The joint effort between San Diego-based blockchain company Humbl and the Be Saha Hospitality Group features a sweeping wall inside the establishment devoted to digital art, according to Eater San Diego. The nonprofit Create Purpose, which offers educational programming to Mexican orphanages, benefits from the sales of the NFTs.

This is just the latest example of how the line between the physical and digital world is blurring through décor, perks and other experiences. The global restaurant group Chotto Matte dropped its first collectible in April, an NFT that grants the owner access to upcoming restaurant openings, vineyard and distillery trips, a meeting with the restaurant's executive chef and even sports tickets.

“NFTs give us the opportunity to express our creativity and curate an eclectic, elevated dining experience in the restaurant scene,” the company’s founder and owner Kurt Zdesar told BizBash in June. 

But it can also be about the art, right? Be Saha founder Amar Harrag told There San Diego that Botanica is meant to be a place where visual and experiential art meet. “Our goal is to transcend from a bar into a community center, following in the footsteps of our neighbor Art Produce and supporting young artists with new ways to connect with the world.”

So whether it’s creating new revenue streams through exclusive offers or spotlighting a new form of collectibles as art, this trend of uniting cuisine and NFTs may just be getting started.

On the metaverse beat

To understand the metaverse, you need to experience it. So says Interpol, which recently announced plans to launch the first metaverse made specifically for police.

Criminals are already coming into the metaverse, with Interpol warning of threats including phishing, money laundering, counterfeiting and harassment. To counter those problems, the global law enforcement agency created the Interpol Metaverse, a fully functional platform that enables registered users to interact with other officers via their avatars, tour a virtual replica of the Interpol General Secretariat headquarters in Lyon, France, and enroll in immersive training programs in forensic investigation and other policing skills.

In the Interpol Metaverse, registered users can take part in immersive policing and investigative training progrms. (Photo credit: Interpol) 

“By identifying these risks early on, we can work with others to establish the necessary governance frameworks and nip future criminal markets in the bud,” said Madan Oberoi, executive director of Technology and Innovation at Interpol in the press release. “It is by discussing these issues now that we can intervene effectively.”

To have and to fold

Researchers at UC Berkeley's AUTOLAB recently unveiled SpeedFolding, a new AI-powered technique that allows a pair of industrial robotic arms to fold 30 to 40 items of clothing per hour, Ars Technica reports.
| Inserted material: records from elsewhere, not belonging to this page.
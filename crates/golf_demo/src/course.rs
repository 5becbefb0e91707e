//! Headless course simulation
//!
//! Each frame spins the obstacles, moves the ball, hands every world-space
//! outline to the ball and checks the hole.

use thiserror::Error;
use sprite_collider::assets::AssetError;
use sprite_collider::config::ConfigError;
use sprite_collider::debug::CollisionDebugVisualizer;
use sprite_collider::edge_detection::ExtractionError;
use sprite_collider::foundation::math::{Point2, Transform2D};
use sprite_collider::physics::{Hole, Obstacle};

use crate::ball::Ball;
use crate::config::CourseConfig;
use crate::sprites::load_sprite;

/// Errors raised while building a course
#[derive(Error, Debug)]
pub enum CourseError {
    /// Config values are unusable
    #[error("Course config error: {0}")]
    Config(#[from] ConfigError),
    
    /// A sprite could not be loaded
    #[error("Sprite error: {0}")]
    Asset(#[from] AssetError),
    
    /// A sprite could not be outlined
    #[error("Outline error: {0}")]
    Extraction(#[from] ExtractionError),
}

/// An obstacle and how fast it turns
struct SpinningObstacle {
    obstacle: Obstacle,
    spin: f32,
}

/// What happened during one frame
#[derive(Debug, Clone, Copy, PartialEq, Eq)]
pub struct FrameReport {
    /// Segments the ball touched
    pub contacts: usize,
    /// Ball is inside the hole
    pub sunk: bool,
}

/// Totals for a whole run
#[derive(Debug, Clone, Copy, Default, PartialEq, Eq)]
pub struct RunSummary {
    /// Frames simulated
    pub frames: u32,
    /// Segment contacts over all frames
    pub contacts: usize,
    /// Frames with at least one contact
    pub frames_with_contact: u32,
    /// Frame on which the ball dropped in, if it did
    pub sunk_on_frame: Option<u32>,
}

/// A course: obstacles, a ball and a hole
pub struct Course {
    obstacles: Vec<SpinningObstacle>,
    ball: Ball,
    hole: Hole,
    debug: Option<CollisionDebugVisualizer>,
}

impl Course {
    /// Build every obstacle described by `config`
    pub fn from_config(config: &CourseConfig) -> Result<Self, CourseError> {
        config.validate()?;
        
        let mut obstacles = Vec::with_capacity(config.obstacles.len());
        for spec in &config.obstacles {
            let sprite = load_sprite(&spec.sprite)?;
            let transform = Transform2D::new(spec.position, spec.rotation, spec.scale);
            let obstacle = Obstacle::with_config(sprite, transform, &config.extraction)?;
            log::info!(
                "Obstacle at ({:.0}, {:.0}): {:?} sprite, {} outline segments",
                spec.position.x, spec.position.y, obstacle.sprite_size(), obstacle.local_lines().len()
            );
            obstacles.push(SpinningObstacle { obstacle, spin: spec.spin });
        }
        
        let mut debug = config.debug_draw.then(CollisionDebugVisualizer::new);
        let hole = Hole::new(Point2::from(config.hole.position), config.hole.radius);
        if let Some(visualizer) = debug.as_mut() {
            visualizer.draw_hole("course", &hole);
        }
        
        Ok(Self {
            obstacles,
            ball: Ball::new(&config.ball),
            hole,
            debug,
        })
    }
    
    /// Current ball state
    pub fn ball(&self) -> &Ball {
        &self.ball
    }
    
    /// Number of obstacles
    pub fn obstacle_count(&self) -> usize {
        self.obstacles.len()
    }
    
    /// Debug shapes recorded this frame, if debug drawing is on
    pub fn debug_shape_count(&self) -> usize {
        self.debug.as_ref().map_or(0, |visualizer| visualizer.items().len())
    }
    
    /// Advance one frame
    pub fn step(&mut self, delta_time: f32) -> FrameReport {
        self.ball.update_position(delta_time);
        if let Some(visualizer) = self.debug.as_mut() {
            visualizer.update(delta_time);
        }
        
        let mut contacts = 0;
        for entry in &mut self.obstacles {
            if entry.spin != 0.0 {
                let rotation = entry.obstacle.rotation() + entry.spin * delta_time;
                entry.obstacle.set_rotation(rotation % 360.0);
            }
            
            let hits = entry.obstacle.collide(&mut self.ball);
            contacts += hits;
            
            if let Some(visualizer) = self.debug.as_mut() {
                visualizer.draw_obstacle(&entry.obstacle, hits > 0);
            }
        }
        
        if let Some(visualizer) = self.debug.as_mut() {
            visualizer.draw_probe(self.ball.position, self.ball.radius);
        }
        
        FrameReport {
            contacts,
            sunk: self.hole.contains(self.ball.position),
        }
    }
    
    /// Run up to `frames` frames, stopping early once the ball is sunk
    pub fn run(&mut self, frames: u32, delta_time: f32) -> RunSummary {
        let mut summary = RunSummary::default();
        
        for frame in 0..frames {
            let report = self.step(delta_time);
            summary.frames += 1;
            summary.contacts += report.contacts;
            
            if report.contacts > 0 {
                summary.frames_with_contact += 1;
                log::debug!("Frame {}: ball touched {} segments", frame, self.ball.contacts().len());
            }
            if report.sunk {
                log::info!("Ball dropped in on frame {}", frame);
                summary.sunk_on_frame = Some(frame);
                break;
            }
        }
        
        summary
    }
}

#[cfg(test)]
mod tests {
    use super::*;
    use crate::config::{BallSpec, HoleSpec, ObstacleSpec, SpriteSource};
    use sprite_collider::foundation::math::Vec2;

    fn single_wall_course() -> CourseConfig {
        CourseConfig {
            obstacles: vec![ObstacleSpec {
                sprite: SpriteSource::Rect { width: 20, height: 100 },
                position: Vec2::new(100.0, 0.0),
                rotation: 0.0,
                scale: 1.0,
                spin: 0.0,
            }],
            ball: BallSpec {
                position: Vec2::new(0.0, 0.0),
                velocity: Vec2::new(100.0, 0.0),
                radius: 2.0,
            },
            hole: HoleSpec {
                position: Vec2::new(-500.0, -500.0),
                radius: 5.0,
            },
            frames: 120,
            time_step: 1.0 / 60.0,
            debug_draw: true,
            ..Default::default()
        }
    }

    #[test]
    fn test_ball_rolling_into_wall_reports_contacts() {
        let config = single_wall_course();
        let mut course = Course::from_config(&config).unwrap();
        
        let summary = course.run(config.frames, config.time_step);
        
        assert_eq!(summary.frames, 120);
        assert!(summary.frames_with_contact > 0);
        assert_eq!(summary.sunk_on_frame, None);
    }

    #[test]
    fn test_ball_sinks_and_run_stops() {
        let mut config = single_wall_course();
        config.hole = HoleSpec { position: Vec2::new(10.0, 0.0), radius: 6.0 };
        let mut course = Course::from_config(&config).unwrap();
        
        let summary = course.run(config.frames, config.time_step);
        
        assert!(summary.sunk_on_frame.is_some());
        assert!(summary.frames < 120);
    }

    #[test]
    fn test_debug_outlines_are_recorded_per_frame() {
        let config = single_wall_course();
        let mut course = Course::from_config(&config).unwrap();
        course.step(config.time_step);
        
        // Four outline segments, the ball and the persistent hole
        assert_eq!(course.debug_shape_count(), 6);
    }

    #[test]
    fn test_invalid_config_is_rejected_before_loading() {
        let mut config = single_wall_course();
        config.time_step = -1.0;
        assert!(matches!(Course::from_config(&config), Err(CourseError::Config(_))));
    }

    #[test]
    fn test_missing_sprite_file_fails_the_course() {
        let mut config = single_wall_course();
        config.obstacles[0].sprite = SpriteSource::File { path: "nope/wall.png".into() };
        assert!(matches!(Course::from_config(&config), Err(CourseError::Asset(_))));
    }
}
The bad news? The machine lags behind human capabilities by a significant margin (maybe not in my household), but it did set a new speed record for automated bots. 

While the speed of the robot may not seem so spectacular, the researchers claim that earlier robotic garment-folding techniques only achieved 3-6 FPH — that's folds per hour. 

"Folding garments reliably and efficiently is a long-standing challenge in robotic manipulation," the researchers wrote in a recent research paper. According to the scientists, earlier robotic garment-folding techniques "primarily concentrated on single-arm manipulation," which could explain SpeedFolding's dramatically increased two-handed speed.

The secret to the team’s success? Its BiMaMa-Net neural network was able to learn how to fold clothing after reviewing 4,300 human and machine-assisted examples, and the robot can even handle clothes with different shapes, sizes, material and color. 

Don’t expect a Roomba-esque little droid in households any time soon. A similar robot called the YuMI IRB 14000 is on the market starting at $58,000. Still, the researchers claim that the SpeedFolding technique will help evolve household robotics in the future and that they expect the real market for SpeedFolding will be in textile manufacturing and logistics, industrial and home laundry, health care, and hospitality.